Da Israele una ricerca rivoluzionaria sullo sviluppo del linguaggio

Salute

di Malka Letwin
Da dove ha origine il linguaggio umano? Non da una svolta evolutiva, ma dalla graduale convergenza tra capacità biologiche e apprendimento culturale. Scienziati e filosofi hanno tentato di spiegare per secoli come l’essere umano abbia sviluppato la capacità di parlare, creare una grammatica, elaborare poesie. Eppure, nonostante sia uno dei tratti distintivi della specie umana, le sue radici sono sempre rimaste sfuggenti.

A fare ordine alla moltitudine di interpretazioni e possibilità è stato uno studio portato avanti dagli scienziati dell’Università Ebraica di Gerusalemme, che potrebbe avere ricadute importantissime, che spaziano dallo sviluppo infantile all’ideazione di un’intelligenza artificiale.

Per farlo hanno utilizzato un approccio multidisciplinare, mettendo assieme le scoperte della linguistica a quelle della psicologia, delle neuroscienze assieme agli studi della genetica e della comunicazione animale. Ne è uscito un disegno unificato pubblicato sulla rivista Science dove è stato sottolineato che il linguaggio deve essere inteso come un fenomeno bioculturale sviluppatosi su più filoni evolutivi e non da un singolo punto di origine.

«Il nostro obiettivo non era quello di elaborare una nostra personale spiegazione dell’evoluzione del linguaggio. Volevamo invece dimostrare come prospettive multiformi e bioculturali, combinate con nuove fonti di dati emergenti, possano gettare nuova luce su vecchie questioni». A spiegarlo è Inbal Arnon, primo autore dello studio dell’Università Ebraica di Gerusalemme.

Le intersezioni sociali responsabili della nascita del linguaggio

Come evidenzia lo studio, menzionato sul Jerusalem Post, la comunicazione umana sarebbe quindi dovuta ad un’intersezione di capacità: la produzione di suoni nuovi, il riconoscimento di schemi, la formazione di legami sociali complessi e la trasmissione del sapere all’interno e attraverso le generazioni.

«La natura multiforme del linguaggio può renderne difficile lo studio, ma amplia anche gli orizzonti per comprenderne le origini evolutive. Piuttosto che cercare quell’elemento specifico che contraddistingue gli esseri umani, possiamo identificare diversi aspetti coinvolti nel linguaggio e studiarli in modo produttivo non solo nella nostra specie, ma anche in animali non umani appartenenti a diversi rami dell’albero evolutivo». A rispondere è il coautore della ricerca Simon Fisher del Max Planck Institute for Psycholinguistics e della Radboud University.

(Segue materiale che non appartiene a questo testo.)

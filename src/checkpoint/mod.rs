//! Periodic persistence: snapshots, the compact staging path and the
//! append-only tail.

mod compact;
mod json;
mod wal;

pub use compact::{read_compact_file, restore_compact_file, write_compact_file, ShadowTree};
pub use json::{CheckpointFile, CheckpointMetrics, GapValue};
pub use wal::{replay_file, WalWriter};

use std::fs;
use std::io::BufWriter;
use std::path::Path;
use std::sync::atomic::{AtomicI64, AtomicUsize, Ordering};
use std::sync::mpsc::{sync_channel, SyncSender};
use std::sync::Arc;
use std::thread::JoinHandle;

use parking_lot::Mutex;
use tracing::{debug, error, info, warn};

use crate::config::{CheckpointConfig, FileFormat};
use crate::error::{Result, StoreError};
use crate::store::{Level, MemoryStore};
use crate::util::{timestamp_from_file_name, unix_now};

/// Capacity of the staging channel; producers block (back-pressure)
/// once the drainer falls this far behind.
const STAGING_CAPACITY: usize = 8192;

/// A copy of one accepted sample, queued for the WAL or shadow tree.
#[derive(Debug, Clone, PartialEq)]
pub struct StagedSample {
    pub cluster: String,
    pub host: String,
    pub subpath: Vec<String>,
    pub metric: String,
    pub frequency: i64,
    pub timestamp: i64,
    pub value: f32,
}

/// Drives everything under `checkpoints.directory`: startup restore,
/// the per-interval snapshot fan-out and the staging drainer.
pub struct Checkpointer {
    store: Arc<MemoryStore>,
    config: CheckpointConfig,
    workers: usize,
    last_checkpoint: AtomicI64,
    shadow: Option<Arc<ShadowTree>>,
    wal: Option<Arc<Mutex<WalWriter>>>,
    staging_tx: Mutex<Option<SyncSender<StagedSample>>>,
    drainer: Mutex<Option<JoinHandle<()>>>,
}

impl Checkpointer {
    pub fn new(store: Arc<MemoryStore>, config: CheckpointConfig, workers: usize) -> Result<Self> {
        fs::create_dir_all(&config.directory).map_err(|e| {
            StoreError::Init(format!(
                "cannot create checkpoint root {}: {e}",
                config.directory.display()
            ))
        })?;

        let mut shadow = None;
        let mut wal = None;
        let mut staging_tx = None;
        let mut drainer = None;

        if config.file_format.needs_staging() {
            let (tx, rx) = sync_channel::<StagedSample>(STAGING_CAPACITY);
            staging_tx = Some(tx);
            match config.file_format {
                FileFormat::Wal => {
                    let writer = Arc::new(Mutex::new(WalWriter::new(config.directory.clone())));
                    wal = Some(Arc::clone(&writer));
                    drainer = Some(std::thread::spawn(move || {
                        // Drains until every sender is gone, then exits.
                        for sample in rx {
                            if let Err(err) = writer.lock().append(&sample) {
                                warn!(%err, "WAL append failed");
                            }
                        }
                    }));
                }
                FileFormat::Binary | FileFormat::Avro => {
                    let window = (2 * config.interval.as_secs()).max(60) as i64;
                    let tree = Arc::new(ShadowTree::new(window));
                    shadow = Some(Arc::clone(&tree));
                    drainer = Some(std::thread::spawn(move || {
                        for sample in rx {
                            tree.stage(&sample);
                        }
                    }));
                }
                FileFormat::Json => unreachable!("json needs no staging"),
            }
        }

        Ok(Self {
            store,
            config,
            workers: workers.max(1),
            last_checkpoint: AtomicI64::new(unix_now()),
            shadow,
            wal,
            staging_tx: Mutex::new(staging_tx),
            drainer: Mutex::new(drainer),
        })
    }

    /// A sender for ingest decoders to tee accepted samples into; absent
    /// when the JSON form is active.
    pub fn staging(&self) -> Option<SyncSender<StagedSample>> {
        self.staging_tx.lock().clone()
    }

    pub fn last_checkpoint(&self) -> i64 {
        self.last_checkpoint.load(Ordering::Relaxed)
    }

    /// Loads every snapshot within the restore window, oldest first,
    /// then replays any append-only tails. Returns the number of runs
    /// materialized.
    pub fn restore(&self) -> Result<usize> {
        let cutoff = unix_now() - self.config.restore.as_secs() as i64;
        let mut loaded = 0usize;

        for cluster_entry in read_subdirs(&self.config.directory)? {
            let cluster = dir_name(&cluster_entry);
            for host_entry in read_subdirs(&cluster_entry)? {
                let host = dir_name(&host_entry);
                loaded += self.restore_host(&cluster, &host, &host_entry, cutoff)?;
            }
        }
        info!(loaded, "checkpoint restore complete");
        Ok(loaded)
    }

    fn restore_host(&self, cluster: &str, host: &str, dir: &Path, cutoff: i64) -> Result<usize> {
        let mut files: Vec<(i64, std::path::PathBuf)> = Vec::new();
        for entry in fs::read_dir(dir)? {
            let entry = entry?;
            let name = entry.file_name();
            let Some(name) = name.to_str() else { continue };
            let Some(from) = timestamp_from_file_name(name) else {
                continue;
            };
            if from >= cutoff {
                files.push((from, entry.path()));
            }
        }
        files.sort();

        let mut loaded = 0usize;
        for (_, path) in files {
            let result = match path.extension().and_then(|e| e.to_str()) {
                Some("json") => self.restore_json(cluster, host, &path),
                Some("bin") => restore_compact_file(&self.store, cluster, host, &path),
                _ => Ok(0),
            };
            match result {
                Ok(n) => loaded += n,
                Err(err) => error!(%err, path = %path.display(), "skipping unreadable snapshot"),
            }
        }

        let tail = dir.join(wal::WAL_FILE_NAME);
        if tail.exists() {
            match replay_file(&self.store, &tail) {
                Ok(n) => {
                    debug!(n, cluster, host, "replayed append-only tail");
                    loaded += n;
                }
                Err(err) => error!(%err, path = %tail.display(), "skipping unreadable tail"),
            }
        }
        Ok(loaded)
    }

    fn restore_json(&self, cluster: &str, host: &str, path: &Path) -> Result<usize> {
        let raw = fs::read(path)?;
        let file: CheckpointFile = serde_json::from_slice(&raw)?;
        let host_path = [cluster.to_string(), host.to_string()];
        let level = self.store.get_level_or_create(&host_path);
        file.restore_into(&self.store, &level)
    }

    /// One snapshot pass over the window since the previous pass.
    pub fn checkpoint_all(&self) -> Result<usize> {
        let from = self.last_checkpoint();
        let to = unix_now();
        let written = self.checkpoint_range(from, to)?;
        self.last_checkpoint.store(to, Ordering::Relaxed);
        Ok(written)
    }

    /// Snapshot for an explicit `[from, to)` window.
    pub fn checkpoint_range(&self, from: i64, to: i64) -> Result<usize> {
        match self.config.file_format {
            FileFormat::Json => self.snapshot_tree(from, to),
            FileFormat::Wal => {
                let written = self.snapshot_tree(from, to)?;
                if let Some(wal) = &self.wal {
                    wal.lock().rotate(to)?;
                }
                Ok(written)
            }
            FileFormat::Binary | FileFormat::Avro => self.snapshot_compact(to),
        }
    }

    /// Fans (cluster, host) subtrees out across the worker pool. Each
    /// worker snapshots whole hosts; per-host failures are logged and
    /// counted without aborting the pass.
    fn snapshot_tree(&self, from: i64, to: i64) -> Result<usize> {
        let pairs = self.store.levels_at_depth(2);
        if pairs.is_empty() {
            return Err(StoreError::NoNewData);
        }

        let written = AtomicUsize::new(0);
        let failed = AtomicUsize::new(0);
        let store = &self.store;
        let dir = &self.config.directory;

        std::thread::scope(|scope| {
            let chunk_size = pairs.len().div_ceil(self.workers);
            for chunk in pairs.chunks(chunk_size) {
                let written = &written;
                let failed = &failed;
                scope.spawn(move || {
                    for (path, level) in chunk {
                        match snapshot_host(store, dir, path, level, from, to) {
                            Ok(true) => {
                                written.fetch_add(1, Ordering::Relaxed);
                            }
                            Ok(false) => {}
                            Err(err) => {
                                error!(%err, host = %path.join("/"), "host snapshot failed");
                                failed.fetch_add(1, Ordering::Relaxed);
                            }
                        }
                    }
                });
            }
        });

        let written = written.into_inner();
        let failed = failed.into_inner();
        if failed > 0 {
            warn!(failed, written, "snapshot pass finished with failures");
        }
        if written == 0 {
            return Err(StoreError::NoNewData);
        }
        Ok(written)
    }

    fn snapshot_compact(&self, to: i64) -> Result<usize> {
        let Some(shadow) = &self.shadow else {
            return Err(StoreError::NoNewData);
        };
        let drained = shadow.drain(to);
        if drained.is_empty() {
            return Err(StoreError::NoNewData);
        }
        let mut written = 0usize;
        for (cluster, host, frequency, slice) in &drained {
            match write_compact_file(&self.config.directory, cluster, host, *frequency, slice) {
                Ok(_) => written += 1,
                Err(err) => error!(%err, %cluster, %host, "compact snapshot failed"),
            }
        }
        if written == 0 {
            return Err(StoreError::NoNewData);
        }
        Ok(written)
    }

    /// Stops accepting staged samples and waits for the drainer to
    /// flush what it already received.
    pub fn close_staging(&self) {
        *self.staging_tx.lock() = None;
        if let Some(handle) = self.drainer.lock().take() {
            if handle.join().is_err() {
                error!("staging drainer panicked");
            }
        }
    }

    /// Final synchronous pass: close staging, then snapshot once more.
    pub fn shutdown(&self) {
        self.close_staging();
        match self.checkpoint_all() {
            Ok(written) => info!(written, "final checkpoint written"),
            Err(err) if err.is_informational() => {}
            Err(err) => error!(%err, "final checkpoint failed"),
        }
    }
}

fn snapshot_host(
    store: &MemoryStore,
    dir: &Path,
    path: &[String],
    level: &Arc<Level>,
    from: i64,
    to: i64,
) -> Result<bool> {
    let Some(file) = CheckpointFile::from_level(store, level, from, to)? else {
        return Ok(false);
    };

    let host_dir = dir.join(&path[0]).join(&path[1]);
    fs::create_dir_all(&host_dir)?;
    let target = host_dir.join(format!("{from}.json"));
    let tmp = host_dir.join(format!("{from}.json.tmp"));
    {
        let writer = BufWriter::new(fs::File::create(&tmp)?);
        serde_json::to_writer(writer, &file)?;
    }
    fs::rename(&tmp, &target)?;
    Ok(true)
}

fn read_subdirs(dir: &Path) -> Result<Vec<std::path::PathBuf>> {
    let mut out = Vec::new();
    for entry in fs::read_dir(dir)? {
        let entry = entry?;
        if entry.file_type()?.is_dir() {
            out.push(entry.path());
        }
    }
    Ok(out)
}

fn dir_name(path: &Path) -> String {
    path.file_name()
        .map(|n| n.to_string_lossy().into_owned())
        .unwrap_or_default()
}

L’approccio multidisciplinare è fondamentale

Il percorso che ha portato alla ricerca dagli interessantissimi risultati non è stato affatto lineare. Lungo il cammino si sono viste delle battute d’arresto e questo era dovuto quando le diverse discipline hanno esaminato il linguaggio in compartimenti stagni. Gli studiosi sostengono che il progresso in questo campo si può avere solo con un approccio integrato capace di cogliere l’intera gamma di forze biologiche e culturali che plasmano la comunicazione.

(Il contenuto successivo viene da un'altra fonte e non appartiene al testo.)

//! Hierarchical level tree: cluster → host → subcomponents.
//!
//! Every level guards its per-metric chains and its children map behind
//! one read-write lock. Growth happens only on write paths, with a
//! double-checked upgrade so concurrent writers race safely. Locks are
//! never held across parent-child descent.

use std::collections::HashMap;
use std::sync::Arc;

use parking_lot::{RwLock, RwLockReadGuard, RwLockWriteGuard};

use crate::error::Result;
use crate::model::SelectorElement;
use crate::store::buffer::BufferChain;

#[derive(Debug)]
pub struct Level {
    inner: RwLock<LevelInner>,
}

#[derive(Debug)]
pub(crate) struct LevelInner {
    /// Dense slots indexed by `MetricConfig::offset`; each holds the
    /// chain for one metric, if any was ever written here.
    pub(crate) metrics: Vec<Option<BufferChain>>,
    pub(crate) children: HashMap<String, Arc<Level>>,
}

impl Level {
    pub fn new(metric_count: usize) -> Self {
        let mut metrics = Vec::with_capacity(metric_count);
        metrics.resize_with(metric_count, || None);
        Self {
            inner: RwLock::new(LevelInner {
                metrics,
                children: HashMap::new(),
            }),
        }
    }

    pub(crate) fn read_inner(&self) -> RwLockReadGuard<'_, LevelInner> {
        self.inner.read()
    }

    pub(crate) fn write_inner(&self) -> RwLockWriteGuard<'_, LevelInner> {
        self.inner.write()
    }

    /// Descends `path` from this level, creating missing children. Each
    /// step takes the read lock first and only upgrades to the write
    /// lock on a miss, re-checking after the upgrade.
    pub fn find_level_or_create(self: &Arc<Self>, path: &[String], metric_count: usize) -> Arc<Level> {
        let Some(head) = path.first() else {
            return Arc::clone(self);
        };

        {
            let inner = self.inner.read();
            if let Some(child) = inner.children.get(head) {
                let child = Arc::clone(child);
                drop(inner);
                return child.find_level_or_create(&path[1..], metric_count);
            }
        }

        let child = {
            let mut inner = self.inner.write();
            match inner.children.get(head) {
                Some(existing) => Arc::clone(existing),
                None => {
                    let created = Arc::new(Level::new(metric_count));
                    inner.children.insert(head.clone(), Arc::clone(&created));
                    created
                }
            }
        };
        child.find_level_or_create(&path[1..], metric_count)
    }

    /// Read-only descent; `None` when any segment is missing.
    pub fn find_level(self: &Arc<Self>, path: &[String]) -> Option<Arc<Level>> {
        let Some(head) = path.first() else {
            return Some(Arc::clone(self));
        };
        let child = {
            let inner = self.inner.read();
            Arc::clone(inner.children.get(head)?)
        };
        child.find_level(&path[1..])
    }

    /// Invokes `cb` on every chain at `offset` selected by the pattern.
    /// An exhausted pattern visits this level's own chain and then every
    /// descendant, so aggregation pulls values up from deeper scopes.
    pub fn find_buffers<F>(
        self: &Arc<Self>,
        selector: &[SelectorElement],
        offset: usize,
        cb: &mut F,
    ) -> Result<()>
    where
        F: FnMut(&BufferChain) -> Result<()>,
    {
        match selector.first() {
            None => {
                let descend: Vec<Arc<Level>> = {
                    let inner = self.inner.read();
                    if let Some(chain) = inner.metrics[offset].as_ref() {
                        if !chain.is_empty() {
                            cb(chain)?;
                        }
                    }
                    inner.children.values().map(Arc::clone).collect()
                };
                for child in descend {
                    child.find_buffers(selector, offset, cb)?;
                }
                Ok(())
            }
            Some(element) => {
                let matched: Vec<Arc<Level>> = {
                    let inner = self.inner.read();
                    match element {
                        SelectorElement::String(name) => {
                            inner.children.get(name).map(Arc::clone).into_iter().collect()
                        }
                        SelectorElement::Group(names) => names
                            .iter()
                            .filter_map(|n| inner.children.get(n).map(Arc::clone))
                            .collect(),
                        SelectorElement::Any => inner.children.values().map(Arc::clone).collect(),
                    }
                };
                for child in matched {
                    child.find_buffers(&selector[1..], offset, cb)?;
                }
                Ok(())
            }
        }
    }

    /// Frees every buffer in the subtree whose window ends before
    /// `threshold`. Returns the number of buffers freed.
    pub fn free(self: &Arc<Self>, threshold: i64) -> usize {
        let mut freed = 0;
        let children: Vec<Arc<Level>> = {
            let mut inner = self.inner.write();
            for slot in inner.metrics.iter_mut() {
                if let Some(chain) = slot.as_mut() {
                    freed += chain.free(threshold);
                    if chain.is_empty() {
                        *slot = None;
                    }
                }
            }
            inner.children.values().map(Arc::clone).collect()
        };
        for child in children {
            freed += child.free(threshold);
        }
        freed
    }

    /// Removes the oldest buffer from every chain in the subtree.
    /// Returns the number of buffers evicted.
    pub fn force_free(self: &Arc<Self>) -> usize {
        let mut freed = 0;
        let children: Vec<Arc<Level>> = {
            let mut inner = self.inner.write();
            for slot in inner.metrics.iter_mut() {
                if let Some(chain) = slot.as_mut() {
                    if chain.force_free_oldest() {
                        freed += 1;
                    }
                    if chain.is_empty() {
                        *slot = None;
                    }
                }
            }
            inner.children.values().map(Arc::clone).collect()
        };
        for child in children {
            freed += child.force_free();
        }
        freed
    }

    /// Approximate subtree payload size: sample count times the sample
    /// width, ignoring container overhead.
    pub fn size_in_bytes(self: &Arc<Self>) -> usize {
        let mut size = 0;
        let children: Vec<Arc<Level>> = {
            let inner = self.inner.read();
            for chain in inner.metrics.iter().flatten() {
                size += chain.count() * std::mem::size_of::<f32>();
            }
            inner.children.values().map(Arc::clone).collect()
        };
        for child in children {
            size += child.size_in_bytes();
        }
        size
    }

    /// Newest sample timestamp anywhere in the subtree, if any.
    pub fn newest_sample(self: &Arc<Self>) -> Option<i64> {
        let mut newest = None;
        let children: Vec<Arc<Level>> = {
            let inner = self.inner.read();
            for chain in inner.metrics.iter().flatten() {
                if let Some(head) = chain.head() {
                    let end = head.end();
                    if newest.map_or(true, |n| end > n) {
                        newest = Some(end);
                    }
                }
            }
            inner.children.values().map(Arc::clone).collect()
        };
        for child in children {
            if let Some(end) = child.newest_sample() {
                if newest.map_or(true, |n| end > n) {
                    newest = Some(end);
                }
            }
        }
        newest
    }

    /// Direct child names, sorted for stable output.
    pub fn list_children(&self) -> Vec<String> {
        let inner = self.inner.read();
        let mut names: Vec<String> = inner.children.keys().cloned().collect();
        names.sort();
        names
    }

    /// Every selector path of exactly `depth` segments below this level.
    pub fn collect_paths(self: &Arc<Self>, depth: usize) -> Vec<Vec<String>> {
        self.levels_at_depth(depth)
            .into_iter()
            .map(|(path, _)| path)
            .collect()
    }

    /// `(path, level)` pairs at exactly `depth` segments below this
    /// level; the checkpoint fan-out takes these at depth two.
    pub fn levels_at_depth(self: &Arc<Self>, depth: usize) -> Vec<(Vec<String>, Arc<Level>)> {
        let mut out = Vec::new();
        self.collect_levels(depth, &mut Vec::new(), &mut out);
        out
    }

    fn collect_levels(
        self: &Arc<Self>,
        depth: usize,
        prefix: &mut Vec<String>,
        out: &mut Vec<(Vec<String>, Arc<Level>)>,
    ) {
        if depth == 0 {
            out.push((prefix.clone(), Arc::clone(self)));
            return;
        }
        let children: Vec<(String, Arc<Level>)> = {
            let inner = self.inner.read();
            inner
                .children
                .iter()
                .map(|(k, v)| (k.clone(), Arc::clone(v)))
                .collect()
        };
        for (name, child) in children {
            prefix.push(name);
            child.collect_levels(depth - 1, prefix, out);
            prefix.pop();
        }
    }
}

Ci sono tre aree esaminate. Una riguarda l’apprendimento vocale, abilità cruciale per l’essere umano ma limitata per i primati, i nostri parenti più prossimi. Mentre uccelli, pipistrelli e balene hanno dimostrato capacità più elevate: confronto essenziale per comprendere il linguaggio umano. Poi, parlando della struttura linguistica, la grammatica ha preso corso nelle generazioni attraverso l’uso ripetuto e la trasmissione culturale. L’altro punto riguarda le basi sociali del linguaggio, dove si è osservato che la forte inclinazione degli esseri umani a condividere informazioni è alla base della comunicazione, elemento riscontrabile di rado nelle altre specie animali.

Le implicazioni pratiche

Le difficolta di linguaggio nella prima infanzia possono scaturire da diversi aspetti: l’apprendimento vocale, il riconoscimento di schemi o la motivazione sociale. Per questo motivo le nuove terapie non dovrebbero essere più considerate come un blocco unico, ma selettivamente affinché i medici possano trattare il problema in modo più specifico.

Lo studio si è rilevato utile anche per l’intelligenza artificiale per creare modelli più interattivi e simili a quelli umani. Il piano è di sviluppare capacità comunicative più naturali.

Altro punto fondamentale, grazie all’approccio messo in atto dagli scienziati, riguarda i disturbi della comunicazione che possono essere diagnosticati con più precisione e più facilmente, evidenziando quali componenti specifiche del linguaggio vanno incontro a deterioramento in condizioni come l’autismo, l’afasia o il disturbo evolutivo del linguaggio.